--- Source data Enclosed Below ---
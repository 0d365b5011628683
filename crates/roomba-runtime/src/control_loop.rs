//! [`ControlLoop`] – drives a tree until its root resolves.
//!
//! One *tick* is a full traversal from the root.  After every tick the loop
//! drains one unit of battery; it stops as soon as the root reports a
//! terminal status.  The tree is built once and never changes, only the
//! blackboard does.
//!
//! # Example
//!
//! ```rust
//! use roomba_runtime::{Blackboard, ControlLoop, ControlLoopConfig, Trace, TreeConfig};
//! use roomba_types::{BlackboardInit, NodeStatus};
//!
//! let control = ControlLoop::roomba(&TreeConfig::default(), ControlLoopConfig::default());
//! let init = BlackboardInit { battery_level: 20, spot: false, general: false };
//! let mut bb = Blackboard::new(init, false);
//! let mut trace = Trace::new();
//!
//! let report = control.run_once(&mut bb, &mut trace).expect("no tick budget configured");
//! assert_eq!(report.status, NodeStatus::Success);
//! assert_eq!(report.ticks, 1);
//! ```

use rand::Rng;
use roomba_types::{BlackboardInit, NodeStatus, RoombaError, RoombaResult};
use tracing::{debug, info, warn};

use crate::behavior_tree::{BoxedNode, TickContext};
use crate::blackboard::Blackboard;
use crate::roomba_tree::{self, TreeConfig};
use crate::trace::Trace;

// ─────────────────────────────────────────────────────────────────────────────
// Configuration
// ─────────────────────────────────────────────────────────────────────────────

/// Configuration bundle for [`ControlLoop`].
#[derive(Debug, Clone, PartialEq)]
pub struct ControlLoopConfig {
    /// Give up on a run after this many ticks.  `None` runs until the root
    /// resolves.
    pub max_ticks: Option<u64>,
    /// Probability that the dusty-spot sensor reads true after a reset.
    pub dusty_spot_probability: f64,
}

impl Default for ControlLoopConfig {
    fn default() -> Self {
        Self { max_ticks: None, dusty_spot_probability: 0.4 }
    }
}

/// Outcome of [`ControlLoop::run_once`].
#[derive(Debug, Clone, Copy, PartialEq, Eq)]
pub struct RunReport {
    /// Terminal status of the root.
    pub status: NodeStatus,
    /// Number of full ticks performed.
    pub ticks: u64,
    /// Battery level after the final drain.
    pub battery_level: u8,
}

// ─────────────────────────────────────────────────────────────────────────────
// ControlLoop
// ─────────────────────────────────────────────────────────────────────────────

/// Owns the tree and ticks it against a caller-supplied blackboard.
pub struct ControlLoop {
    root: BoxedNode,
    config: ControlLoopConfig,
}

impl ControlLoop {
    pub fn new(root: BoxedNode, config: ControlLoopConfig) -> Self {
        Self { root, config }
    }

    /// Control loop over the reference roomba tree.
    pub fn roomba(tree: &TreeConfig, config: ControlLoopConfig) -> Self {
        Self::new(roomba_tree::build(tree), config)
    }

    pub fn config(&self) -> &ControlLoopConfig {
        &self.config
    }

    /// One full traversal followed by one unit of battery drain.
    pub fn tick(&self, blackboard: &mut Blackboard, trace: &mut Trace) -> NodeStatus {
        let status = self.root.tick(&mut TickContext::new(blackboard, trace));
        blackboard.decrement_battery(1);
        debug!(tick = trace.current_tick(), %status, battery = blackboard.battery_level, "tick complete");
        status
    }

    /// Tick until the root reports a terminal status.
    ///
    /// # Errors
    ///
    /// Returns [`RoombaError::TickBudgetExhausted`] when
    /// [`ControlLoopConfig::max_ticks`] is set and the root is still running
    /// after that many ticks.
    pub fn run_once(&self, blackboard: &mut Blackboard, trace: &mut Trace) -> RoombaResult<RunReport> {
        let mut ticks: u64 = 0;
        loop {
            ticks += 1;
            trace.begin_tick(ticks);
            let status = self.tick(blackboard, trace);

            if status.is_terminal() {
                info!(%status, ticks, battery = blackboard.battery_level, "run complete");
                return Ok(RunReport { status, ticks, battery_level: blackboard.battery_level });
            }

            if self.config.max_ticks.is_some_and(|max| ticks >= max) {
                warn!(ticks, "tick budget exhausted while root still running");
                return Err(RoombaError::TickBudgetExhausted { ticks });
            }
        }
    }

    /// Re-seed `blackboard` for another round.
    pub fn reset<R: Rng + ?Sized>(&self, blackboard: &mut Blackboard, init: BlackboardInit, rng: &mut R) {
        blackboard.reset(init, rng, self.config.dusty_spot_probability);
        debug!(?init, dusty_spot = blackboard.dusty_spot, "blackboard reset");
    }
}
--- End of Enclosed Source data ---
What you have to do —
Whatever is in the entries above, write it out exactly.

Reply —
repository 0d365b5011628683
filename crates/roomba-runtime/src/control_loop.rs
//! [`ControlLoop`] – drives a tree until its root resolves.
//!
//! One *tick* is a full traversal from the root.  After every tick the loop
//! drains one unit of battery; it stops as soon as the root reports a
//! terminal status.  The tree is built once and never changes, only the
//! blackboard does.
//!
//! # Example
//!
//! ```rust
//! use roomba_runtime::{Blackboard, ControlLoop, ControlLoopConfig, Trace, TreeConfig};
//! use roomba_types::{BlackboardInit, NodeStatus};
//!
//! let control = ControlLoop::roomba(&TreeConfig::default(), ControlLoopConfig::default());
//! let init = BlackboardInit { battery_level: 20, spot: false, general: false };
//! let mut bb = Blackboard::new(init, false);
//! let mut trace = Trace::new();
//!
//! let report = control.run_once(&mut bb, &mut trace).expect("no tick budget configured");
//! assert_eq!(report.status, NodeStatus::Success);
//! assert_eq!(report.ticks, 1);
//! ```

use rand::Rng;
use roomba_types::{BlackboardInit, NodeStatus, RoombaError, RoombaResult};
use tracing::{debug, info, warn};

use crate::behavior_tree::{BoxedNode, TickContext};
use crate::blackboard::Blackboard;
use crate::roomba_tree::{self, TreeConfig};
use crate::trace::Trace;

// ─────────────────────────────────────────────────────────────────────────────
// Configuration
// ─────────────────────────────────────────────────────────────────────────────

/// Configuration bundle for [`ControlLoop`].
#[derive(Debug, Clone, PartialEq)]
pub struct ControlLoopConfig {
    /// Give up on a run after this many ticks.  `None` runs until the root
    /// resolves.
    pub max_ticks: Option<u64>,
    /// Probability that the dusty-spot sensor reads true after a reset.
    pub dusty_spot_probability: f64,
}

impl Default for ControlLoopConfig {
    fn default() -> Self {
        Self { max_ticks: None, dusty_spot_probability: 0.4 }
    }
}

/// Outcome of [`ControlLoop::run_once`].
#[derive(Debug, Clone, Copy, PartialEq, Eq)]
pub struct RunReport {
    /// Terminal status of the root.
    pub status: NodeStatus,
    /// Number of full ticks performed.
    pub ticks: u64,
    /// Battery level after the final drain.
    pub battery_level: u8,
}

// ─────────────────────────────────────────────────────────────────────────────
// ControlLoop
// ─────────────────────────────────────────────────────────────────────────────

/// Owns the tree and ticks it against a caller-supplied blackboard.
pub struct ControlLoop {
    root: BoxedNode,
    config: ControlLoopConfig,
}

impl ControlLoop {
    pub fn new(root: BoxedNode, config: ControlLoopConfig) -> Self {
        Self { root, config }
    }

    /// Control loop over the reference roomba tree.
    pub fn roomba(tree: &TreeConfig, config: ControlLoopConfig) -> Self {
        Self::new(roomba_tree::build(tree), config)
    }

    pub fn config(&self) -> &ControlLoopConfig {
        &self.config
    }

    /// One full traversal followed by one unit of battery drain.
    pub fn tick(&self, blackboard: &mut Blackboard, trace: &mut Trace) -> NodeStatus {
        let status = self.root.tick(&mut TickContext::new(blackboard, trace));
        blackboard.decrement_battery(1);
        debug!(tick = trace.current_tick(), %status, battery = blackboard.battery_level, "tick complete");
        status
    }

    /// Tick until the root reports a terminal status.
    ///
    /// # Errors
    ///
    /// Returns [`RoombaError::TickBudgetExhausted`] when
    /// [`ControlLoopConfig::max_ticks`] is set and the root is still running
    /// after that many ticks.
    pub fn run_once(&self, blackboard: &mut Blackboard, trace: &mut Trace) -> RoombaResult<RunReport> {
        let mut ticks: u64 = 0;
        loop {
            ticks += 1;
            trace.begin_tick(ticks);
            let status = self.tick(blackboard, trace);

            if status.is_terminal() {
                info!(%status, ticks, battery = blackboard.battery_level, "run complete");
                return Ok(RunReport { status, ticks, battery_level: blackboard.battery_level });
            }

            if self.config.max_ticks.is_some_and(|max| ticks >= max) {
                warn!(ticks, "tick budget exhausted while root still running");
                return Err(RoombaError::TickBudgetExhausted { ticks });
            }
        }
    }

    /// Re-seed `blackboard` for another round.
    pub fn reset<R: Rng + ?Sized>(&self, blackboard: &mut Blackboard, init: BlackboardInit, rng: &mut R) {
        blackboard.reset(init, rng, self.config.dusty_spot_probability);
        debug!(?init, dusty_spot = blackboard.dusty_spot, "blackboard reset");
    }
}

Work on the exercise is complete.